The finding would be notable on its own. It becomes significant when you notice the pattern it joins.

Planckian linear resistivity — the same kind of anomalous electron scattering — has been observed in cuprate superconductors, in heavy fermion compounds, and in twisted bilayer graphene. These material families have nothing structural in common. They share only this: they all sit near a phase transition, some tipping point where one state of matter gives way to another. And near those transitions, electrons collectively scatter at the Planckian rate. Nobody knows why.

In cuprates, the linear resistivity was the original strange metal problem — a behavior that defied explanation and never stopped appearing no matter how carefully researchers looked.

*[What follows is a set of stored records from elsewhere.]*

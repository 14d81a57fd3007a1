//! IPC gates: named endpoints that deliver to a bound thread with a fixed label.

use crate::{fail, ipc_to, Invocation, Kobject, ThreadObject};
use abi::{ErrorCode, L4Error, Mword, Rights};
use alloc::sync::Arc;
use context::ContextRef;
use ipc::IpcOutcome;
use kernel_config::memory::KOBJECT_QUOTA_SIZE;
use ram_quota::{QuotaCharge, RamQuota};
use scheduler::CpuSched;
use spin::Mutex;

pub struct IpcGate {
    thread: Mutex<Option<ContextRef>>,
    id: Mword,
    _charge: QuotaCharge,
}

impl IpcGate {
    /// Creates an unbound gate whose label is `id`.
    ///
    /// The two low bits of `id` are ignored: they carry the invoker's
    /// [`Rights::LABEL_MASK`] rights on delivery.
    pub fn new(quota: &Arc<RamQuota>, id: Mword) -> Result<Arc<IpcGate>, ErrorCode> {
        let charge = quota.charge(KOBJECT_QUOTA_SIZE).map_err(|_| ErrorCode::ENomem)?;
        Ok(Arc::new(IpcGate {
            thread: Mutex::new(None),
            id: id & !(Rights::LABEL_MASK.bits() as Mword),
            _charge: charge,
        }))
    }

    /// Binds the gate to `thread`, replacing any previous binding.
    pub fn bind(&self, thread: &ThreadObject) {
        debug!("binding IPC gate {:#x} to {:?}", self.id, thread.context());
        *self.thread.lock() = Some(thread.context().clone());
    }

    pub fn unbind(&self) {
        self.thread.lock().take();
    }

    pub fn id(&self) -> Mword {
        self.id
    }

    /// The label a receiver sees for a message sent with `rights`.
    pub fn label(&self, rights: Rights) -> Mword {
        self.id | (rights & Rights::LABEL_MASK).bits() as Mword
    }
}

impl Kobject for IpcGate {
    fn kind(&self) -> &'static str {
        "ipc_gate"
    }

    fn invoke(&self, cs: &mut CpuSched, inv: &Invocation<'_>) -> IpcOutcome {
        let bound = self.thread.lock().clone();
        match bound {
            Some(thread) => ipc_to(cs, inv, &thread, self.label(inv.rights)),
            None => fail(&inv.caller, L4Error::NotExistent),
        }
    }
}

The iron chalcogenide result is the cleanest evidence yet that the strange metal behavior and the superconductivity are not awkward neighbors sharing the same material. They are related. The chaotic channel appears to be generative, not incidental.

"we show that it is mainly drawn from the channel that undergoes Planckian scattering." That is a direct quote from the paper. It is also, physicists will note, a sentence that should not be true under conventional Fermi liquid theory.

The FeTe0.55Se0.45 composition has a separate claim attached to it: prior work has identified it as a topological superconductor, with topological surface states and, potentially, Majorana bound states — the latter being of interest for fault-tolerant quantum computing. The current paper does not measure those states directly; the connection to quantum computing hardware is from prior literature. The paper's own contribution is the condensate attribution.

On the broader physics: a March 2025 paper by Gleis and colleagues proposed that in heavy fermions, the Planckian dissipation arises from a Kondo-breakdown quantum critical point — a moment where collective electron behavior flips between two competing states. The framework describes the dynamical response in those materials with precision. Whether it accounts for the iron chalcogenide result is not resolved by the current paper; the authors report what they measured, not what theory best explains it.

What the result does do is add a constraint. Any theory of high-temperature superconductivity will now need to account for why the superconducting order parameter preferentially sources from the highest-scattering channel, not the most coherent one. The field has been tuning chemistry, doping, pressure, and crystal structure across thousands of material systems — guided by frameworks that do not explain where the strange metal behavior comes from. If the Planckian channel is not a symptom but a cause, it becomes a design target.

The FeTe1-xSex result is specific to iron chalcogenides. The mystery it illuminates is not.